At a sentencing hearing, most defense attorneys give little (if any) thought to supervised release conditions. The goal is to minimize a client’s prison sentence – not worry about how often he is drug tested once he gets out. The opinion in the consolidated appeals of United States v. Siegel and United States v. Norfleet should change that. The opinion addresses challenges brought in two different cases by two different defendants who were upset about the supervised release conditions imposed upon them. Among other things, Siegel objected to a ban on the possession of legal or illegal material that “contains nudity” and Norfleet objected to a prohibition on the use of “mood-altering substances.”
In short, both defendants won. The Seventh Circuit reversed the sentencing court’s decision to impose these (and other conditions) and remanded for a new hearing. The essential holding was that a district court must give 18 USC §3553(a) reasons for any discretionary condition of supervised release that the court imposes. Failure to do so, generally speaking, will lead to reversal on appeal. Moreover, it is not enough for the court to say Prohibition A is “justified in this case.” That is only a conclusion – and a conclusion not related to anything in §3553(a)(2).

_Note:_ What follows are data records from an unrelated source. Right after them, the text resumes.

use axum::{
    extract::{Path, Query, State},
    http::StatusCode,
    response::IntoResponse,
    Json,
};

use crate::{
    model::{
        api::ErrorDto,
        gift_certificate::GiftCertificateDto,
        search::SearchResponseDto,
        tag::{CreateTagDto, TagDto},
    },
    server::{
        controller::SearchParams, error::AppError, model::tag::CreateTagParams,
        service::tag::TagService, state::AppState,
    },
};

/// Tag for grouping tag endpoints in OpenAPI documentation
pub static TAG_TAG: &str = "tag";

/// Search tags.
///
/// Filter keys: `id`, `name` and `certificate`. Results are folded by default; pass
/// `fold=false` to include each tag's certificates.
#[utoipa::path(
    get,
    path = "/api/tags",
    tag = TAG_TAG,
    params(SearchParams),
    responses(
        (status = 200, description = "Page of tags", body = SearchResponseDto<TagDto>),
        (status = 400, description = "Malformed search parameters", body = ErrorDto),
        (status = 500, description = "Internal server error", body = ErrorDto)
    ),
)]
pub async fn search_tags(
    State(state): State<AppState>,
    Query(params): Query<Vec<(String, String)>>,
) -> Result<impl IntoResponse, AppError> {
    let page = TagService::new(&state.db).search(&params).await?;

    Ok((StatusCode::OK, Json(page.into_dto(|tag| tag.into_dto()))))
}

/// Create a tag.
///
/// # Returns
/// - `201 Created` - Created tag
/// - `400 Bad Request` - Blank name
/// - `409 Conflict` - A tag with this name exists
/// - `500 Internal Server Error` - Database error
#[utoipa::path(
    post,
    path = "/api/tags",
    tag = TAG_TAG,
    request_body = CreateTagDto,
    responses(
        (status = 201, description = "Successfully created tag", body = TagDto),
        (status = 400, description = "Invalid tag name", body = ErrorDto),
        (status = 409, description = "Tag name already exists", body = ErrorDto),
        (status = 500, description = "Internal server error", body = ErrorDto)
    ),
)]
pub async fn create_tag(
    State(state): State<AppState>,
    Json(payload): Json<CreateTagDto>,
) -> Result<impl IntoResponse, AppError> {
    let params = CreateTagParams::from_dto(payload)?;

    let tag = TagService::new(&state.db).create(params).await?;

    Ok((StatusCode::CREATED, Json(tag.into_dto())))
}

#[utoipa::path(
    get,
    path = "/api/tags/{id}",
    tag = TAG_TAG,
    params(
        ("id" = i32, Path, description = "Tag ID")
    ),
    responses(
        (status = 200, description = "Tag", body = TagDto),
        (status = 404, description = "Tag not found", body = ErrorDto),
        (status = 500, description = "Internal server error", body = ErrorDto)
    ),
)]
pub async fn get_tag(
    State(state): State<AppState>,
    Path(id): Path<i32>,
) -> Result<impl IntoResponse, AppError> {
    let tag = TagService::new(&state.db).get(id).await?;

    Ok((StatusCode::OK, Json(tag.into_dto())))
}

/// Delete a tag and detach it from every certificate.
#[utoipa::path(
    delete,
    path = "/api/tags/{id}",
    tag = TAG_TAG,
    params(
        ("id" = i32, Path, description = "Tag ID")
    ),
    responses(
        (status = 204, description = "Successfully deleted tag"),
        (status = 404, description = "Tag not found", body = ErrorDto),
        (status = 500, description = "Internal server error", body = ErrorDto)
    ),
)]
pub async fn delete_tag(
    State(state): State<AppState>,
    Path(id): Path<i32>,
) -> Result<impl IntoResponse, AppError> {
    TagService::new(&state.db).delete(id).await?;

    Ok(StatusCode::NO_CONTENT)
}

/// List the certificates carrying a tag.
#[utoipa::path(
    get,
    path = "/api/tags/{id}/certificates",
    tag = TAG_TAG,
    params(
        ("id" = i32, Path, description = "Tag ID")
    ),
    responses(
        (status = 200, description = "Certificates carrying the tag", body = Vec<GiftCertificateDto>),
        (status = 404, description = "Tag not found", body = ErrorDto),
        (status = 500, description = "Internal server error", body = ErrorDto)
    ),
)]
pub async fn get_tag_certificates(
    State(state): State<AppState>,
    Path(id): Path<i32>,
) -> Result<impl IntoResponse, AppError> {
    let certificates = TagService::new(&state.db).certificates_of(id).await?;

    let certificates: Vec<GiftCertificateDto> =
        certificates.into_iter().map(|c| c.into_dto()).collect();

    Ok((StatusCode::OK, Json(certificates)))
}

But the opinion goes further. It chastises both sentencing courts for imposing vague, duplicative, ill-informed, unfounded and unfunded conditions of release. It notes that a prohibition on material that “contains nudity” bars Siegel from reading the Bible and it suggests that Norfleet would violate the prohibition on “mood-altering substances” if he ate blueberries. (Google it, you’ll see.)
The opinion then ends with best practices for future cases, including requiring the probation office to communicate its supervised release recommendations to defense counsel two weeks prior to sentencing and imposing only simply worded easy to follow conditions that are independently determined to be tailored to the needs of a particular defendant.
And lest this case be considered a fluke . . . in no less than four cases since this opinion was issued, the Seventh Circuit has remanded cases on appeal back to the district court to address conditions of supervised release. See United States v. Benhoff (complete ban on “sexually stimulating” material is vague); United States v. Baker (complete ban on alcohol use); United States v. Farmer (remanding for review, and reiterating its belief that proposed terms of supervised release should be communicated to counsel in advance of sentencing); United States v. Johnson (ordered sexual offender counseling at direction of probation office in a felon-in-possession/drug case, noting that the condition was simply announced and never discussed by the court).
Siegel is never going to change the main focus at sentencing from prison length. But it should be seen as a golden opportunity for our clients to limit the restrictions on liberty they face upon release – and defense counsel would be wise to take advantage.